Brief | Lines below starting with the line with "types for fetchsink" and going on through the line with "each variant structurally." must be output exactly; the rest of the records must be left out.

Given information |
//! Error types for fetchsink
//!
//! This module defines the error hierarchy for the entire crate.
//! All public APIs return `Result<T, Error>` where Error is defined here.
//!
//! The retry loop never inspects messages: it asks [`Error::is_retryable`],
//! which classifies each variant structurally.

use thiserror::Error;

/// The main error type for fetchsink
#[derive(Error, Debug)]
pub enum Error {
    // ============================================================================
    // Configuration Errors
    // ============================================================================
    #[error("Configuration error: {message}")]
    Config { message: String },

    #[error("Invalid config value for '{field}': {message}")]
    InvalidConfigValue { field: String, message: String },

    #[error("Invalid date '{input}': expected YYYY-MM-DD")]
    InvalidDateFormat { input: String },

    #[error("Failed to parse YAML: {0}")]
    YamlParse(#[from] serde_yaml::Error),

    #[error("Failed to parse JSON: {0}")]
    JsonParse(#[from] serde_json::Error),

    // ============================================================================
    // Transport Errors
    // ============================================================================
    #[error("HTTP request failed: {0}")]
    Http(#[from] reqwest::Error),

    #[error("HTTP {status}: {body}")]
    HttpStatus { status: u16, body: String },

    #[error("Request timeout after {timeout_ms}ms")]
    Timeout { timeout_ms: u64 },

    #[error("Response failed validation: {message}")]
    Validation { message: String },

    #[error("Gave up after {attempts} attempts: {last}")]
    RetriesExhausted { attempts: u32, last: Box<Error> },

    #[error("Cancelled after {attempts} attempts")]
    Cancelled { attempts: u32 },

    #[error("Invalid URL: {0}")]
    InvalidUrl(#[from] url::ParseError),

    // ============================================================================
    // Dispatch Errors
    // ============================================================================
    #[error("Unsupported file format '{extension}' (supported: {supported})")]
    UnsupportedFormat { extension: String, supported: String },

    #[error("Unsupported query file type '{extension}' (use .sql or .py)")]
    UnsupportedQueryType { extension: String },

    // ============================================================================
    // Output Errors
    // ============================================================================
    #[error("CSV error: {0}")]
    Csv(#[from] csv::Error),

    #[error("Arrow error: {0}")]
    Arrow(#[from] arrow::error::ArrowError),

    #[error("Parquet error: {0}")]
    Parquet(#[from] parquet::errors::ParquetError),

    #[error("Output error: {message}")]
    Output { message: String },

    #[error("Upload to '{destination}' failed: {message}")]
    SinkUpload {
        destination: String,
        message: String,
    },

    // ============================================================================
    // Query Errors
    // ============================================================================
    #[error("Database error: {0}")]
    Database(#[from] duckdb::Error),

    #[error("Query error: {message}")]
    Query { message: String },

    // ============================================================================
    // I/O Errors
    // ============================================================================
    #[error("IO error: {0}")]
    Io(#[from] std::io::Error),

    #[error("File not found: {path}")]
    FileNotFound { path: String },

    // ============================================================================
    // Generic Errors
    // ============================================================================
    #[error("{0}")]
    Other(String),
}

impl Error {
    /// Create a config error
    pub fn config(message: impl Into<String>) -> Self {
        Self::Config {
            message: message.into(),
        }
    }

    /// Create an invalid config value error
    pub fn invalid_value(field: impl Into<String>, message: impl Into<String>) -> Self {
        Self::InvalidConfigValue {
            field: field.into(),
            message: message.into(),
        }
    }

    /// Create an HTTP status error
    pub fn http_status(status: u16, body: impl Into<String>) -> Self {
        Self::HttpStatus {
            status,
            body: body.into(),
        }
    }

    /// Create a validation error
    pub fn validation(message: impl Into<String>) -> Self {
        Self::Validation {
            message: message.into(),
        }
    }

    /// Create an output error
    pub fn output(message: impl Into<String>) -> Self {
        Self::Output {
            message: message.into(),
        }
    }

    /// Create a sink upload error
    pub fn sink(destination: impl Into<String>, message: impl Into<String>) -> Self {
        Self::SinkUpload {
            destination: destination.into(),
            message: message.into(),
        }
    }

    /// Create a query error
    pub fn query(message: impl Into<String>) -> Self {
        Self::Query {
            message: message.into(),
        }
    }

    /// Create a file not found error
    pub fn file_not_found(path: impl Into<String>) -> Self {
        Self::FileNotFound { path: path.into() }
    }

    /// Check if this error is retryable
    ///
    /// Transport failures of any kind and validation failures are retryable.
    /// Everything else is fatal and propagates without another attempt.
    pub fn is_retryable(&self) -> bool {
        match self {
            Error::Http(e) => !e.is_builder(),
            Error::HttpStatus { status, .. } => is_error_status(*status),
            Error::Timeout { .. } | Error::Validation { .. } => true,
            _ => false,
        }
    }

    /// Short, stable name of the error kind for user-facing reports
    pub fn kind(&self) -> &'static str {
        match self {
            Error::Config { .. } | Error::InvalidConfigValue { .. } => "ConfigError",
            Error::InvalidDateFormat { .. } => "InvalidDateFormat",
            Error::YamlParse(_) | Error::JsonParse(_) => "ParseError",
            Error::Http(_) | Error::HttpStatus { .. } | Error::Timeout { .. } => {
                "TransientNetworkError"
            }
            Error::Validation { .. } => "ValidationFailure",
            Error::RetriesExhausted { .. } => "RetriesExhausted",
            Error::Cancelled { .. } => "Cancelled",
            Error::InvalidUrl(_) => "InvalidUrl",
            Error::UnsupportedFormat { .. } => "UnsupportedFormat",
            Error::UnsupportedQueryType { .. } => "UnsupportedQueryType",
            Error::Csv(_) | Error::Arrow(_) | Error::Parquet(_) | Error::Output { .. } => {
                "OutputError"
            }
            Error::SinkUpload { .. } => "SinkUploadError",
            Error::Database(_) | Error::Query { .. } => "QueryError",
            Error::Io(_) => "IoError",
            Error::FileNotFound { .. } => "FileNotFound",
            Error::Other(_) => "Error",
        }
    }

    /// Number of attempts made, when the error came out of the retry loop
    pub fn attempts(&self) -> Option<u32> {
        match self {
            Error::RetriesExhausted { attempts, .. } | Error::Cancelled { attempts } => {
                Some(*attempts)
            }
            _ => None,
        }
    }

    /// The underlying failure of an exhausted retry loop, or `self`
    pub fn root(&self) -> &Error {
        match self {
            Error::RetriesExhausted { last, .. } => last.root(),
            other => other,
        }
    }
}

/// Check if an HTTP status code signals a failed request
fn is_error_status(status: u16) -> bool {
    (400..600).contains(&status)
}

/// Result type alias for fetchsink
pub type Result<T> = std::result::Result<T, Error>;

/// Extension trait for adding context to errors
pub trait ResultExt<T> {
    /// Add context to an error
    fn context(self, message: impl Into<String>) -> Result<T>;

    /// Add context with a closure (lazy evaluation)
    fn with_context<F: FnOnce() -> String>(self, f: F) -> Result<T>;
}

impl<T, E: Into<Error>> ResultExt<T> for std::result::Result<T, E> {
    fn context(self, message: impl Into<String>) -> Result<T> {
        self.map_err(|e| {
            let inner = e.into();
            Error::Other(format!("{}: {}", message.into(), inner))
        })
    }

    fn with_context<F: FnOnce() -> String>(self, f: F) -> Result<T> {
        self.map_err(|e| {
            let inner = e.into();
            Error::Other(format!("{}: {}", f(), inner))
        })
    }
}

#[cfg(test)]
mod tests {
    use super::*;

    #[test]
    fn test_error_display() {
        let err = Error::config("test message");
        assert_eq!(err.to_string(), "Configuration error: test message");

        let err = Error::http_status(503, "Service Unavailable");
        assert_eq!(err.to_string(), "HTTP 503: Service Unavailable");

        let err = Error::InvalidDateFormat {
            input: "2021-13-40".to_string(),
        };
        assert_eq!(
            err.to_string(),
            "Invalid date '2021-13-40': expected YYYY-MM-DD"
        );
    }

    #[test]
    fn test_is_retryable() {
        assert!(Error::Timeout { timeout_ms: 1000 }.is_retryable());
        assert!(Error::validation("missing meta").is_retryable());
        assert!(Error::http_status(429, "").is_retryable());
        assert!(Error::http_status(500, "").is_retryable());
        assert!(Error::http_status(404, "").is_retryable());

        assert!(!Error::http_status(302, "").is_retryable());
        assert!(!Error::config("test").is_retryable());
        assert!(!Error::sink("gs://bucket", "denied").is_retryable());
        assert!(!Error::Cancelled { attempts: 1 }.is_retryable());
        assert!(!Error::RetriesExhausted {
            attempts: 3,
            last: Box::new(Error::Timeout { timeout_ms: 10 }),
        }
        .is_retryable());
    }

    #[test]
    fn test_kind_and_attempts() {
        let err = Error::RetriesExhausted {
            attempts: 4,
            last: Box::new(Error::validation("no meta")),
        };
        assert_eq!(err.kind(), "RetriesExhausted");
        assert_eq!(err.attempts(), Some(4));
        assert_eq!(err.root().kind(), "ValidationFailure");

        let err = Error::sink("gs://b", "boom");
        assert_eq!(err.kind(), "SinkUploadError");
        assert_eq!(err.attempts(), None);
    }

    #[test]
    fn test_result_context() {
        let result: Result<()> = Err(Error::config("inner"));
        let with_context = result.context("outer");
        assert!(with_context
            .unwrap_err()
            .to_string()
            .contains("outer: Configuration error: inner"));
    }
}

...

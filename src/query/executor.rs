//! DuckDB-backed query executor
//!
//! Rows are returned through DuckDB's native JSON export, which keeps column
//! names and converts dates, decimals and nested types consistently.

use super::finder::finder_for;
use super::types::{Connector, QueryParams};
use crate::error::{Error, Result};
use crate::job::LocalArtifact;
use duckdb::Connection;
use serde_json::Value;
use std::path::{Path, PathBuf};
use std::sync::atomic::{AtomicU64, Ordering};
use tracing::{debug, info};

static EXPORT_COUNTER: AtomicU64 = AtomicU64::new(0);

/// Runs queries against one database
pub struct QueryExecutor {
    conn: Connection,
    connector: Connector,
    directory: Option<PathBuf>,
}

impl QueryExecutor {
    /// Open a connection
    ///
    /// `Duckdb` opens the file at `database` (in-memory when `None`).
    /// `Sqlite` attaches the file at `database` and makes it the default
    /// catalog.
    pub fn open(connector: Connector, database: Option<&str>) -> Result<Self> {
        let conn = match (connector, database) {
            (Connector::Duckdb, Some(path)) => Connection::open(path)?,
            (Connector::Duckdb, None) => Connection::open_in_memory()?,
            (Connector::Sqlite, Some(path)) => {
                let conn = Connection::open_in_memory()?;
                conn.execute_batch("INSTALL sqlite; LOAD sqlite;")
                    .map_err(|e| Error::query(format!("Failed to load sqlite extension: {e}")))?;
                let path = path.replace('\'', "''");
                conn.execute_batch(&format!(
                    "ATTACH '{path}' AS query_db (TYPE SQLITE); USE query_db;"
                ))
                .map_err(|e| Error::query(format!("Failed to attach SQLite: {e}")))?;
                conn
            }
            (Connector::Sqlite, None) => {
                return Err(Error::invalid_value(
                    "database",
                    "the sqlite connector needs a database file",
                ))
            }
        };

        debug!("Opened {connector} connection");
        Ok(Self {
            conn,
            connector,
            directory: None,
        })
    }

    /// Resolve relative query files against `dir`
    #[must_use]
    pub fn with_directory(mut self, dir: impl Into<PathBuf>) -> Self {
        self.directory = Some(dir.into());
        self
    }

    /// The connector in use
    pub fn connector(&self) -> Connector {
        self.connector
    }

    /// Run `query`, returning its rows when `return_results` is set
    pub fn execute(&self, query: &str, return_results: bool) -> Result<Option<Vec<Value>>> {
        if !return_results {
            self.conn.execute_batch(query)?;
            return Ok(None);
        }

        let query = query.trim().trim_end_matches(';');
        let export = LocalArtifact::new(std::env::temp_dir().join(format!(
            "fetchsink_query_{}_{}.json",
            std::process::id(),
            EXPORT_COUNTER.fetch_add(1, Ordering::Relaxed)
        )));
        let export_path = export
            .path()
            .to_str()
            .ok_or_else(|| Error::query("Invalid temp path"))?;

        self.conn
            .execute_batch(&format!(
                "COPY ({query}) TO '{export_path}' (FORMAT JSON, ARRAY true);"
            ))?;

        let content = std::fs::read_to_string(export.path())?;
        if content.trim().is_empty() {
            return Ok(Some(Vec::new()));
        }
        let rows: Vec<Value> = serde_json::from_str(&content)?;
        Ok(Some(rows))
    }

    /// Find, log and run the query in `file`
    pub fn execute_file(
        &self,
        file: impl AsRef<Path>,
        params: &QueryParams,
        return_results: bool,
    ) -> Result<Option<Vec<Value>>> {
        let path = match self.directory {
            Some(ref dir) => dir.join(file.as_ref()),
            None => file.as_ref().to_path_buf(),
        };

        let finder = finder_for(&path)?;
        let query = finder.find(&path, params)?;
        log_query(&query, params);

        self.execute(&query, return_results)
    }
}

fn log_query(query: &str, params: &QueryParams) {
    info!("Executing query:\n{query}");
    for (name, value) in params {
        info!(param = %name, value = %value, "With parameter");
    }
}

...

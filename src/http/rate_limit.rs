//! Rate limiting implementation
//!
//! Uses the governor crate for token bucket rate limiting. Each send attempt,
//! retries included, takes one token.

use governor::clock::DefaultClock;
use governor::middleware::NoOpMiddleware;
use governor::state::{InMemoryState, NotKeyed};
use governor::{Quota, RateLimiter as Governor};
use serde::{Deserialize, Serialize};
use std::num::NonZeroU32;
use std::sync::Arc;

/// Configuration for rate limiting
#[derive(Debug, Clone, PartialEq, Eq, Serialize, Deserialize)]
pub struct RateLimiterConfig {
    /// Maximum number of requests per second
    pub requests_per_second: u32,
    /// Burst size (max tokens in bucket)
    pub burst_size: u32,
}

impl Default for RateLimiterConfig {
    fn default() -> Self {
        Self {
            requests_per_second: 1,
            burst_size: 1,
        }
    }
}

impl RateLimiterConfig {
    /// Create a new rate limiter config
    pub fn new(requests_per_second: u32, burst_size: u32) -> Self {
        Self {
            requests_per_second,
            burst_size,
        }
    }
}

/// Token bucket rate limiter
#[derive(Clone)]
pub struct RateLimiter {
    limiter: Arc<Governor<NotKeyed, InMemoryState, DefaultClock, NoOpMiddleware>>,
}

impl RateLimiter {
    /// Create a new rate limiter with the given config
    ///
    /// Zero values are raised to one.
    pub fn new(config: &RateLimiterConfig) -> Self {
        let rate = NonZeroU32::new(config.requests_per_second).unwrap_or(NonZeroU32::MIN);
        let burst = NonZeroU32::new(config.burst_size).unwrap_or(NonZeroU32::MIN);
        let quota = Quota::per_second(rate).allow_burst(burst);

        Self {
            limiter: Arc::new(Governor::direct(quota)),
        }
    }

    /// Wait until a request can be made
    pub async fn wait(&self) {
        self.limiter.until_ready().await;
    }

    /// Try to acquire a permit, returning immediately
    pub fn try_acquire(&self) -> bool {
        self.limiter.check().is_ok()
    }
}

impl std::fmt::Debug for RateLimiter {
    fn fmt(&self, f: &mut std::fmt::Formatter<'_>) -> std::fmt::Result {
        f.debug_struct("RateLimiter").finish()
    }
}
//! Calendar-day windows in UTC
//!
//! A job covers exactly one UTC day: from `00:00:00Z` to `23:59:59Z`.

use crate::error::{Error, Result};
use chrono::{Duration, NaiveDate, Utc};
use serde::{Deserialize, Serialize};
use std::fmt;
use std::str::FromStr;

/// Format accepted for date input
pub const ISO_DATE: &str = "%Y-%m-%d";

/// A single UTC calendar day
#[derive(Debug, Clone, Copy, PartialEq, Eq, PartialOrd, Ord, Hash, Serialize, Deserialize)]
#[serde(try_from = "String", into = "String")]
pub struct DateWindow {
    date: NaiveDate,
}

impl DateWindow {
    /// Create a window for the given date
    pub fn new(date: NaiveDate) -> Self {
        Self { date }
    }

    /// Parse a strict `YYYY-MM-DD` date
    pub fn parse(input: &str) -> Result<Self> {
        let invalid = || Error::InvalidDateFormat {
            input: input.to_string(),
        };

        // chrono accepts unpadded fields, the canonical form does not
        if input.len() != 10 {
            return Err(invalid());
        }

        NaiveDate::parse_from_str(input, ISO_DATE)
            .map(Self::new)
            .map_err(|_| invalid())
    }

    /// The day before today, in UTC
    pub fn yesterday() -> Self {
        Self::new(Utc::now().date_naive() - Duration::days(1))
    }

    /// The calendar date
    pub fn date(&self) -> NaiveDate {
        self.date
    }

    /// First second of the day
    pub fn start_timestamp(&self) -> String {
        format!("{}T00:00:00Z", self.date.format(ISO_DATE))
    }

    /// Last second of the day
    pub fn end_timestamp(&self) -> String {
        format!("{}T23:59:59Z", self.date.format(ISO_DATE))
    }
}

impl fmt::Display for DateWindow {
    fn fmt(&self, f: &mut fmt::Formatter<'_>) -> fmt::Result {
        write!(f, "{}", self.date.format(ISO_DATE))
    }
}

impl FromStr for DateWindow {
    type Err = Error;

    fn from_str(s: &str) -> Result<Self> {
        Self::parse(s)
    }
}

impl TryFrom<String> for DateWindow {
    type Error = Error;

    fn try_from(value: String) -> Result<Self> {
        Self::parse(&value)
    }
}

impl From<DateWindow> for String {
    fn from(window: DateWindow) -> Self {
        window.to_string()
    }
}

Answer below |
//! Error types for fetchsink
//!
//! This module defines the error hierarchy for the entire crate.
//! All public APIs return `Result<T, Error>` where Error is defined here.
//!
//! The retry loop never inspects messages: it asks [`Error::is_retryable`],
//! which classifies each variant structurally.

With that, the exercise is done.